Common envelope events with low-mass giants: understanding the energy budget

TL;DR

This paper models common envelope events with low-mass giants to refine the energy formalism, emphasizing the roles of recombination energy and energy loss via ejecta, aiding binary evolution predictions.

Contribution

It introduces a revised energy formalism for common envelope events that includes recombination energy and ejecta energy loss, based on 3D simulations of low-mass giant donors.

Findings

Recombination energy significantly affects the energy budget.

A substantial fraction of orbital energy is carried away by ejecta.

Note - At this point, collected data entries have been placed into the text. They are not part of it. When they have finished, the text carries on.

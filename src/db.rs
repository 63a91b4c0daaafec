// 🗄️ SQLite store - user categories and categorization feedback

use crate::entities::{Category, TransactionKind};
use crate::feedback::{FeedbackRecord, FeedbackStats, SuggestionCount, TOP_INCORRECT_LIMIT};
use anyhow::{Context, Result};
use chrono::{DateTime, SecondsFormat, Utc};
use rusqlite::{params, Connection, OptionalExtension, Row};
use std::path::Path;

/// Open (or create) the database file and make sure the schema exists
pub fn open_database(db_path: &Path) -> Result<Connection> {
    if let Some(parent) = db_path.parent() {
        if !parent.as_os_str().is_empty() {
            std::fs::create_dir_all(parent)
                .with_context(|| format!("Failed to create database directory {:?}", parent))?;
        }
    }

    let conn = Connection::open(db_path)
        .with_context(|| format!("Failed to open database {:?}", db_path))?;
    setup_database(&conn)?;
    Ok(conn)
}

pub fn setup_database(conn: &Connection) -> Result<()> {
    // Enable WAL mode for crash recovery (in-memory databases report "memory")
    let mode: String =
        conn.pragma_update_and_check(None, "journal_mode", "WAL", |row| row.get(0))?;
    tracing::debug!(journal_mode = %mode, "database opened");

    // ==========================================================================
    // Categories Table (names unique per user)
    // ==========================================================================
    conn.execute(
        "CREATE TABLE IF NOT EXISTS categories (
            id TEXT PRIMARY KEY,
            user_id TEXT NOT NULL,
            name TEXT NOT NULL,
            kind TEXT NOT NULL CHECK (kind IN ('INCOME', 'EXPENSE')),
            color TEXT NOT NULL,
            icon TEXT NOT NULL,
            created_at TEXT NOT NULL,
            UNIQUE (user_id, name)
        )",
        [],
    )?;

    // ==========================================================================
    // AI Feedback Table (append-only)
    // ==========================================================================
    conn.execute(
        "CREATE TABLE IF NOT EXISTS ai_feedback (
            id TEXT PRIMARY KEY,
            user_id TEXT NOT NULL,
            original_description TEXT NOT NULL,
            suggested_category TEXT NOT NULL,
            user_selected_category TEXT NOT NULL,
            is_correct INTEGER NOT NULL,
            timestamp TEXT NOT NULL
        )",
        [],
    )?;

    // ==========================================================================
    // Indexes
    // ==========================================================================
    conn.execute(
        "CREATE INDEX IF NOT EXISTS idx_categories_user_kind ON categories(user_id, kind)",
        [],
    )?;

    conn.execute(
        "CREATE INDEX IF NOT EXISTS idx_feedback_user_time ON ai_feedback(user_id, timestamp)",
        [],
    )?;

    Ok(())
}

/// Fixed-width RFC 3339 so text ordering matches time ordering
fn format_timestamp(value: &DateTime<Utc>) -> String {
    value.to_rfc3339_opts(SecondsFormat::Micros, true)
}

fn parse_timestamp(index: usize, value: String) -> rusqlite::Result<DateTime<Utc>> {
    DateTime::parse_from_rfc3339(&value)
        .map(|dt| dt.with_timezone(&Utc))
        .map_err(|e| rusqlite::Error::FromSqlConversionFailure(index, rusqlite::types::Type::Text, Box::new(e)))
}

// ============================================================================
// CATEGORIES
// ============================================================================

fn category_from_row(row: &Row<'_>) -> rusqlite::Result<Category> {
    let kind_str: String = row.get(3)?;
    let kind = kind_str.parse::<TransactionKind>().map_err(|e| {
        rusqlite::Error::FromSqlConversionFailure(3, rusqlite::types::Type::Text, Box::new(e))
    })?;

    Ok(Category {
        id: row.get(0)?,
        user_id: row.get(1)?,
        name: row.get(2)?,
        kind,
        color: row.get(4)?,
        icon: row.get(5)?,
        created_at: parse_timestamp(6, row.get(6)?)?,
    })
}

const CATEGORY_COLUMNS: &str = "id, user_id, name, kind, color, icon, created_at";

/// Insert a category. Returns `false` when the user already has one with that name.
pub fn insert_category(conn: &Connection, category: &Category) -> Result<bool> {
    let result = conn.execute(
        "INSERT INTO categories (id, user_id, name, kind, color, icon, created_at)
         VALUES (?1, ?2, ?3, ?4, ?5, ?6, ?7)",
        params![
            category.id,
            category.user_id,
            category.name,
            category.kind.as_str(),
            category.color,
            category.icon,
            format_timestamp(&category.created_at),
        ],
    );

    match result {
        Ok(_) => Ok(true),
        Err(rusqlite::Error::SqliteFailure(err, _))
            if err.extended_code == rusqlite::ffi::SQLITE_CONSTRAINT_UNIQUE =>
        {
            Ok(false)
        }
        Err(e) => Err(e.into()),
    }
}

/// All categories of a user, optionally of one kind, ordered by kind then name
pub fn get_categories(
    conn: &Connection,
    user_id: &str,
    kind: Option<TransactionKind>,
) -> Result<Vec<Category>> {
    let mut stmt = conn.prepare(&format!(
        "SELECT {CATEGORY_COLUMNS}
         FROM categories
         WHERE user_id = ?1 AND (?2 IS NULL OR kind = ?2)
         ORDER BY kind ASC, name ASC"
    ))?;

    let categories = stmt
        .query_map(params![user_id, kind.map(|k| k.as_str())], category_from_row)?
        .collect::<Result<Vec<_>, _>>()?;

    Ok(categories)
}

/// Categories of one kind in creation order, as handed to the engine
pub fn get_candidate_categories(
    conn: &Connection,
    user_id: &str,
    kind: TransactionKind,
) -> Result<Vec<Category>> {
    let mut stmt = conn.prepare(&format!(
        "SELECT {CATEGORY_COLUMNS}
         FROM categories
         WHERE user_id = ?1 AND kind = ?2
         ORDER BY created_at ASC, rowid ASC"
    ))?;

    let categories = stmt
        .query_map(params![user_id, kind.as_str()], category_from_row)?
        .collect::<Result<Vec<_>, _>>()?;

    Ok(categories)
}

pub fn get_category(conn: &Connection, user_id: &str, id: &str) -> Result<Option<Category>> {
    let category = conn
        .query_row(
            &format!("SELECT {CATEGORY_COLUMNS} FROM categories WHERE id = ?1 AND user_id = ?2"),
            params![id, user_id],
            category_from_row,
        )
        .optional()?;

    Ok(category)
}

/// Delete a user's category. Returns `false` when nothing matched.
pub fn delete_category(conn: &Connection, user_id: &str, id: &str) -> Result<bool> {
    let deleted = conn.execute(
        "DELETE FROM categories WHERE id = ?1 AND user_id = ?2",
        params![id, user_id],
    )?;

    Ok(deleted > 0)
}

// ============================================================================
// FEEDBACK
// ============================================================================

pub fn insert_feedback(conn: &Connection, record: &FeedbackRecord) -> Result<()> {
    conn.execute(
        "INSERT INTO ai_feedback (
            id, user_id, original_description, suggested_category,
            user_selected_category, is_correct, timestamp
        ) VALUES (?1, ?2, ?3, ?4, ?5, ?6, ?7)",
        params![
            record.id,
            record.user_id,
            record.original_description,
            record.suggested_category,
            record.user_selected_category,
            record.is_correct,
            format_timestamp(&record.timestamp),
        ],
    )
    .context("Failed to insert feedback")?;

    Ok(())
}

/// Newest first, at most `limit`
pub fn get_recent_feedback(conn: &Connection, user_id: &str, limit: usize) -> Result<Vec<FeedbackRecord>> {
    let mut stmt = conn.prepare(
        "SELECT id, user_id, original_description, suggested_category,
                user_selected_category, is_correct, timestamp
         FROM ai_feedback
         WHERE user_id = ?1
         ORDER BY timestamp DESC, rowid DESC
         LIMIT ?2",
    )?;

    let records = stmt
        .query_map(params![user_id, limit as i64], |row| {
            Ok(FeedbackRecord {
                id: row.get(0)?,
                user_id: row.get(1)?,
                original_description: row.get(2)?,
                suggested_category: row.get(3)?,
                user_selected_category: row.get(4)?,
                is_correct: row.get(5)?,
                timestamp: parse_timestamp(6, row.get(6)?)?,
            })
        })?
        .collect::<Result<Vec<_>, _>>()?;

    Ok(records)
}

/// Accuracy summary for one user
pub fn get_feedback_stats(conn: &Connection, user_id: &str) -> Result<FeedbackStats> {
    let (total, correct): (i64, i64) = conn.query_row(
        "SELECT COUNT(*), COALESCE(SUM(CASE WHEN is_correct THEN 1 ELSE 0 END), 0)
         FROM ai_feedback
         WHERE user_id = ?1",
        params![user_id],
        |row| Ok((row.get(0)?, row.get(1)?)),
    )?;

    let mut stmt = conn.prepare(
        "SELECT suggested_category, COUNT(*) as count
         FROM ai_feedback
         WHERE user_id = ?1 AND is_correct = 0
         GROUP BY suggested_category
         ORDER BY count DESC, suggested_category ASC
         LIMIT ?2",
    )?;

    let top = stmt
        .query_map(params![user_id, TOP_INCORRECT_LIMIT as i64], |row| {
            Ok(SuggestionCount {
                category: row.get(0)?,
                count: row.get(1)?,
            })
        })?
        .collect::<Result<Vec<_>, _>>()?;

    Ok(FeedbackStats::new(total, correct, total - correct, top))
}

// ============================================================================
// TESTS
// ============================================================================

#[cfg(test)]
mod tests {
    use super::*;
    use crate::feedback::NewFeedback;
    use chrono::Duration;

    fn memory_db() -> Connection {
        let conn = Connection::open_in_memory().unwrap();
        setup_database(&conn).unwrap();
        conn
    }

    fn feedback(user: &str, suggested: &str, selected: &str) -> FeedbackRecord {
        FeedbackRecord::new(
            user,
            NewFeedback {
                original_description: "test".to_string(),
                suggested_category: suggested.to_string(),
                user_selected_category: selected.to_string(),
                is_correct: suggested == selected,
            },
        )
    }

    #[test]
    fn test_setup_is_idempotent() {
        let conn = memory_db();
        setup_database(&conn).unwrap();
    }

    #[test]
    fn test_other_constraint_failures_are_errors() {
        let conn = memory_db();
        let category = Category::new("u1", "Groceries", TransactionKind::Expense);
        assert!(insert_category(&conn, &category).unwrap());

        // reused id with a fresh name trips the primary key, not the name check
        let mut clash = category.clone();
        clash.name = "Rent".to_string();
        assert!(insert_category(&conn, &clash).is_err());
    }

    #[test]
    fn test_category_roundtrip_and_duplicate_name() {
        let conn = memory_db();
        let category = Category::with_display("u1", "Groceries", TransactionKind::Expense, "#4CAF50", "🛒");

        assert!(insert_category(&conn, &category).unwrap());
        assert!(!insert_category(&conn, &Category::new("u1", "Groceries", TransactionKind::Income)).unwrap());
        // same name, other user is fine
        assert!(insert_category(&conn, &Category::new("u2", "Groceries", TransactionKind::Expense)).unwrap());

        let loaded = get_category(&conn, "u1", &category.id).unwrap().unwrap();
        assert_eq!(loaded.name, "Groceries");
        assert_eq!(loaded.kind, TransactionKind::Expense);
        assert_eq!(loaded.icon, "🛒");

        assert!(get_category(&conn, "u2", &category.id).unwrap().is_none());
    }

    #[test]
    fn test_get_categories_filters_and_orders() {
        let conn = memory_db();
        for (name, kind) in [
            ("Shopping", TransactionKind::Expense),
            ("Salary", TransactionKind::Income),
            ("Bills", TransactionKind::Expense),
        ] {
            insert_category(&conn, &Category::new("u1", name, kind)).unwrap();
        }

        let all: Vec<String> = get_categories(&conn, "u1", None)
            .unwrap()
            .into_iter()
            .map(|c| c.name)
            .collect();
        assert_eq!(all, vec!["Bills", "Shopping", "Salary"]);

        let income = get_categories(&conn, "u1", Some(TransactionKind::Income)).unwrap();
        assert_eq!(income.len(), 1);
        assert_eq!(income[0].name, "Salary");
    }

    #[test]
    fn test_candidates_keep_creation_order() {
        let conn = memory_db();
        let base = Utc::now();
        for (offset, name) in ["Shopping", "Bills", "Food & Dining"].iter().enumerate() {
            let mut category = Category::new("u1", name, TransactionKind::Expense);
            category.created_at = base + Duration::seconds(offset as i64);
            insert_category(&conn, &category).unwrap();
        }

        let names: Vec<String> = get_candidate_categories(&conn, "u1", TransactionKind::Expense)
            .unwrap()
            .into_iter()
            .map(|c| c.name)
            .collect();
        assert_eq!(names, vec!["Shopping", "Bills", "Food & Dining"]);
    }

    #[test]
    fn test_delete_category() {
        let conn = memory_db();
        let category = Category::new("u1", "Bills", TransactionKind::Expense);
        insert_category(&conn, &category).unwrap();

        assert!(!delete_category(&conn, "u2", &category.id).unwrap());
        assert!(delete_category(&conn, "u1", &category.id).unwrap());
        assert!(get_category(&conn, "u1", &category.id).unwrap().is_none());
    }

    #[test]
    fn test_feedback_stats() {
        let conn = memory_db();
        for record in [
            feedback("u1", "Food & Dining", "Food & Dining"),
            feedback("u1", "Bills", "Transportation"),
            feedback("u1", "Bills", "Shopping"),
            feedback("u1", "Shopping", "Entertainment"),
            feedback("u2", "Bills", "Travel"),
        ] {
            insert_feedback(&conn, &record).unwrap();
        }

        let stats = get_feedback_stats(&conn, "u1").unwrap();
        assert_eq!(stats.total_feedback, 4);
        assert_eq!(stats.correct_predictions, 1);
        assert_eq!(stats.incorrect_predictions, 3);
        assert_eq!(stats.accuracy, 25.0);
        assert_eq!(stats.top_incorrect_suggestions[0].category, "Bills");
        assert_eq!(stats.top_incorrect_suggestions[0].count, 2);
        assert_eq!(stats.top_incorrect_suggestions.len(), 2);
    }

    #[test]
    fn test_feedback_stats_empty() {
        let conn = memory_db();
        let stats = get_feedback_stats(&conn, "nobody").unwrap();

        assert_eq!(stats, FeedbackStats::new(0, 0, 0, vec![]));
    }

    #[test]
    fn test_recent_feedback_newest_first() {
        let conn = memory_db();
        let base = Utc::now();
        for i in 0..25 {
            let mut record = feedback("u1", "Bills", "Bills");
            record.original_description = format!("entry {}", i);
            record.timestamp = base + Duration::seconds(i);
            insert_feedback(&conn, &record).unwrap();
        }

        let recent = get_recent_feedback(&conn, "u1", 20).unwrap();
        assert_eq!(recent.len(), 20);
        assert_eq!(recent[0].original_description, "entry 24");
        assert_eq!(recent[19].original_description, "entry 5");
        assert!(recent[0].is_correct);
    }
}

Provides tools for binary population synthesis modeling.

Abstract

Common envelope events are important interactions between two binary stars that lead to the formation of close binary systems. We present here a systematic three-dimensional study in which we model common envelope events with low-mass giant donors. The results allow us to revise the energy formalism that is usually used to determine common envelope event outcomes. We show that the energy budget for this type of system should include the recombination energy, and that it also must take into account that a significant fraction of the released orbital energy is taken away by the ejecta. We provide three ways in which our results can be used by binary population synthesis studies: a relation that links the observed post-common envelope binary with the initial binary parameters, a fitting formula for the $\alpha_{\rm ce}\lambda$ parameter of the standard energy formalism, and a revised energy formalism that takes into account both the recombination energy and the energy that is taken away by the ejecta.